I've always had to separate my devoted Disney fandom from my feelings about the pink princess franchise. But with the release of Brave just around the corner, have we finally got a princess any woman can be proud of?
With her bright red, unruly hair and childlike frame, Princess Merida is already unusual among her peers. Seeming younger and certainly more lively, she trumps even Mulan in the tomboy stakes, despite dragging around some impressively swishy medieval attire.
Looking at the evidence, signs are strong that Merida will buck the trend of being a passive romantic interest. There's a common observation in the Disney world that where there's a female protagonist, it's primarily a love story, and where the main character is male it's a journey of self-discovery; in Merida's case she seems strongly in the latter category, which is especially relieving when you consider that she is at the heart of Pixar's very first female-focussed film. Bow and arrow at her side, she bounds around the trailer with irrepressible energy, talking about taking the chance to "change her fate". All bodes well.
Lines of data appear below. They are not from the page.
//! BMI calculation API routes

use crate::error::ApiResult;
use crate::state::AppState;
use axum::{
    extract::{rejection::JsonRejection, State},
    routing::post,
    Json, Router,
};
use bmi_shared::{parse_measurement, BmiResponse};
use serde_json::Value;
use tracing::{debug, info};

/// Create BMI routes
pub fn bmi_routes() -> Router<AppState> {
    Router::new().route("/", post(calculate_bmi))
}

/// POST /api/v1/bmi - Calculate BMI and weight category
///
/// Accepts `weight` (kg) and `height` (m) as numbers or numeric strings.
/// Any failure, including an undecodable body, is reported as a 500.
pub async fn calculate_bmi(
    State(state): State<AppState>,
    payload: Result<Json<Value>, JsonRejection>,
) -> ApiResult<Json<BmiResponse>> {
    let Json(body) = payload?;
    let measurement = parse_measurement(&body)?;

    info!(
        weight = measurement.weight_kg,
        height = measurement.height_m,
        "Received BMI request"
    );

    let (bmi, weight_category) = state
        .bmi()
        .calculate_bmi_and_category(measurement.weight_kg, measurement.height_m)?;

    info!(bmi, weight_category = %weight_category, "Calculated BMI");
    metrics::counter!("bmi_calculations_total", "category" => weight_category.label())
        .increment(1);

    let response = BmiResponse {
        bmi,
        weight_category,
    };
    debug!(response = ?response, "Response data");

    Ok(Json(response))
}
//! Input validation functions
//!
//! Turns a decoded JSON request body into a `Measurement`. Values may be
//! JSON numbers or numeric strings. Positivity is checked by the
//! calculator, not here.

use crate::errors::BmiError;
use crate::health_metrics::Measurement;
use serde_json::Value;

/// Extract weight and height from a JSON request body
pub fn parse_measurement(body: &Value) -> Result<Measurement, BmiError> {
    let object = body.as_object().ok_or_else(|| {
        BmiError::MalformedRequest("request body must be a JSON object".to_string())
    })?;

    let weight_kg = parse_numeric_field("weight", object.get("weight"))?;
    let height_m = parse_numeric_field("height", object.get("height"))?;

    Ok(Measurement::new(weight_kg, height_m))
}

/// Convert a single field to a finite f64
pub fn parse_numeric_field(field: &str, value: Option<&Value>) -> Result<f64, BmiError> {
    let value = value.ok_or_else(|| BmiError::MalformedRequest(format!("missing field `{}`", field)))?;

    let number = match value {
        Value::Number(n) => n.as_f64(),
        Value::String(s) => s.trim().parse::<f64>().ok(),
        _ => None,
    }
    .ok_or_else(|| {
        BmiError::MalformedRequest(format!(
            "field `{}` must be a number or numeric string",
            field
        ))
    })?;

    if !number.is_finite() {
        return Err(BmiError::MalformedRequest(format!(
            "field `{}` must be a finite number",
            field
        )));
    }

    Ok(number)
}

#[cfg(test)]
mod tests {
    use super::*;
    use rstest::rstest;
    use serde_json::json;

    #[test]
    fn test_parse_numbers() {
        let measurement = parse_measurement(&json!({"weight": 70, "height": 1.75})).unwrap();
        assert_eq!(measurement, Measurement::new(70.0, 1.75));
    }

    #[test]
    fn test_parse_numeric_strings() {
        let measurement = parse_measurement(&json!({"weight": "70", "height": " 1.75 "})).unwrap();
        assert_eq!(measurement, Measurement::new(70.0, 1.75));
    }

    #[test]
    fn test_negative_values_pass_through() {
        // Positivity is the calculator's job
        let measurement = parse_measurement(&json!({"weight": -5, "height": 1.7})).unwrap();
        assert_eq!(measurement.weight_kg, -5.0);
    }

    #[test]
    fn test_extra_fields_ignored() {
        let measurement =
            parse_measurement(&json!({"weight": 80, "height": 1.78, "unit": "metric"})).unwrap();
        assert_eq!(measurement, Measurement::new(80.0, 1.78));
    }

    #[rstest]
    #[case(json!({}), "missing field `weight`")]
    #[case(json!({"weight": 70}), "missing field `height`")]
    #[case(json!({"weight": "abc", "height": 1.75}), "field `weight` must be a number or numeric string")]
    #[case(json!({"weight": 70, "height": true}), "field `height` must be a number or numeric string")]
    #[case(json!({"weight": null, "height": 1.75}), "field `weight` must be a number or numeric string")]
    #[case(json!({"weight": "NaN", "height": 1.75}), "field `weight` must be a finite number")]
    #[case(json!({"weight": 70, "height": "inf"}), "field `height` must be a finite number")]
    #[case(json!([70, 1.75]), "request body must be a JSON object")]
    #[case(json!(null), "request body must be a JSON object")]
    fn test_malformed_bodies(#[case] body: Value, #[case] message: &str) {
        assert_eq!(
            parse_measurement(&body),
            Err(BmiError::MalformedRequest(message.to_string()))
        );
    }
}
And yet, of course, I have reservations. Without wishing to get all PROBLEMATIC about this, especially given how much I adore both Walt Disney Animation and Pixar, I did have a few questions. Why does the first female have to be a princess? Why, if her struggle is set in a fantasy Scotland where magic is real, does it still have to be a patriarchal world where Merida battles the expectation to be 'ladylike'? Why do the other female characters appear to be stereotypes like the hapless mother and the wise crone?
Then again, maybe that's the whole point. Maybe Brave quite deliberately creates this kind of world in order to tackle it head on. I'll be very curious to see, when the film is finally released in the UK - it's on general release in the US from the 22nd - whether it simply lets the feminist message be diluted into "look, she's got a bow and arrow, what more do you want?" or whether, as I hope, it's Pixar blowing a cheeky raspberry at the mother ship by providing a properly subversive princess that gives feminist parents a positive story to share with their children.
The raucous, cheeky humour and promise of action and adventure make it clear Pixar's marketing machine is aiming for more than one gender, and it certainly won't do boys any harm to be presented with a different image of what it means to be a princess. And, given we're not yet in a post-patriarchal world, maybe another generation of girls does need that battle spelled out for them at an impressionable age.
Interestingly, even most of the merchandising around the film seems to accept Merida as different to the other princesses. Although Mattel has brought out one disappointing line, as spotted by Pigtail Pals and Ballcap Buddies founder Melissa Atkins Wardy, much of what I've seen in the Disney Store and online seems to be astonishingly un-pink, and to stick to Merida's youthful body type, rather than the more overtly curvy shapes favoured by animators post Little Mermaid. Most of them are dolls I would buy for my daughter without much of a second thought; although I adore, for example, Belle and Tiana as characters on screen, I do struggle with the pinkification around them, and this is a refreshing change.
I still can't decide whether the best way to raise a generation of feminists is to present our current situation and inspire the continuation of the good fight, as I hope Brave will do, or to pour our creativity into showing the world as it could and should be, without even entertaining thoughts of the status quo. Perhaps both are needed; more of both is hopefully what we're going to get.